Saved entries:

-------

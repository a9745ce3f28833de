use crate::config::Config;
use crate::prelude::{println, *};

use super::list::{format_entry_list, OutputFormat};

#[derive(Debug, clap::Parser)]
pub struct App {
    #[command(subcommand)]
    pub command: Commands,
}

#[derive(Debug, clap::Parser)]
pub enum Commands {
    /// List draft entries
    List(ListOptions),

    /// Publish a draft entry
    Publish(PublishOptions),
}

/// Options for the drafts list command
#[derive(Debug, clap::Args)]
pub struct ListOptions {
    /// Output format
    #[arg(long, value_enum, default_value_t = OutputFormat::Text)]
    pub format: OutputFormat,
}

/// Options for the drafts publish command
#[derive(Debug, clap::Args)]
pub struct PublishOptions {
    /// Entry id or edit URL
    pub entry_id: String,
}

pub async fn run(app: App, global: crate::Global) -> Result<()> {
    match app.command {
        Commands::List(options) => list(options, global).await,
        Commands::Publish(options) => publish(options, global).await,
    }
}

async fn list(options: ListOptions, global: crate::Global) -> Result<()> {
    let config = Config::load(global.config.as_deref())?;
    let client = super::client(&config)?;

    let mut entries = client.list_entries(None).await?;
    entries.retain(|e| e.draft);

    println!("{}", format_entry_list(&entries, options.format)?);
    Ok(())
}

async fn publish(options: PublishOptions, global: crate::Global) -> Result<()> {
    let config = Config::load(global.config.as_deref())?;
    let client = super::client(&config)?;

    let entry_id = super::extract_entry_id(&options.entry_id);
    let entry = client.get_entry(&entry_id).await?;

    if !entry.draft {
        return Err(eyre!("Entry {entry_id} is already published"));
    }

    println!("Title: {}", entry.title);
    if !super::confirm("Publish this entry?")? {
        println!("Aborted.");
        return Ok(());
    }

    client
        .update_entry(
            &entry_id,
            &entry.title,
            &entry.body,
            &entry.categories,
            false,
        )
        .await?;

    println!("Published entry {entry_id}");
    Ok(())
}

-------

PROBLEM DESCRIPTION: Repeat every record exactly, so that nothing is lost or altered.

FINISHED TASK:
repository a9745ce3f28833de
use crate::config::Config;
use crate::prelude::{println, *};

use super::list::{format_entry_list, OutputFormat};

#[derive(Debug, clap::Parser)]
pub struct App {
    #[command(subcommand)]
    pub command: Commands,
}

#[derive(Debug, clap::Parser)]
pub enum Commands {
    /// List draft entries
    List(ListOptions),

    /// Publish a draft entry
    Publish(PublishOptions),
}

/// Options for the drafts list command
#[derive(Debug, clap::Args)]
pub struct ListOptions {
    /// Output format
    #[arg(long, value_enum, default_value_t = OutputFormat::Text)]
    pub format: OutputFormat,
}

/// Options for the drafts publish command
#[derive(Debug, clap::Args)]
pub struct PublishOptions {
    /// Entry id or edit URL
    pub entry_id: String,
}

pub async fn run(app: App, global: crate::Global) -> Result<()> {
    match app.command {
        Commands::List(options) => list(options, global).await,
        Commands::Publish(options) => publish(options, global).await,
    }
}

async fn list(options: ListOptions, global: crate::Global) -> Result<()> {
    let config = Config::load(global.config.as_deref())?;
    let client = super::client(&config)?;

    let mut entries = client.list_entries(None).await?;
    entries.retain(|e| e.draft);

    println!("{}", format_entry_list(&entries, options.format)?);
    Ok(())
}

async fn publish(options: PublishOptions, global: crate::Global) -> Result<()> {
    let config = Config::load(global.config.as_deref())?;
    let client = super::client(&config)?;

    let entry_id = super::extract_entry_id(&options.entry_id);
    let entry = client.get_entry(&entry_id).await?;

    if !entry.draft {
        return Err(eyre!("Entry {entry_id} is already published"));
    }

    println!("Title: {}", entry.title);
    if !super::confirm("Publish this entry?")? {
        println!("Aborted.");
        return Ok(());
    }

    client
        .update_entry(
            &entry_id,
            &entry.title,
            &entry.body,
            &entry.categories,
            false,
        )
        .await?;

    println!("Published entry {entry_id}");
    Ok(())
}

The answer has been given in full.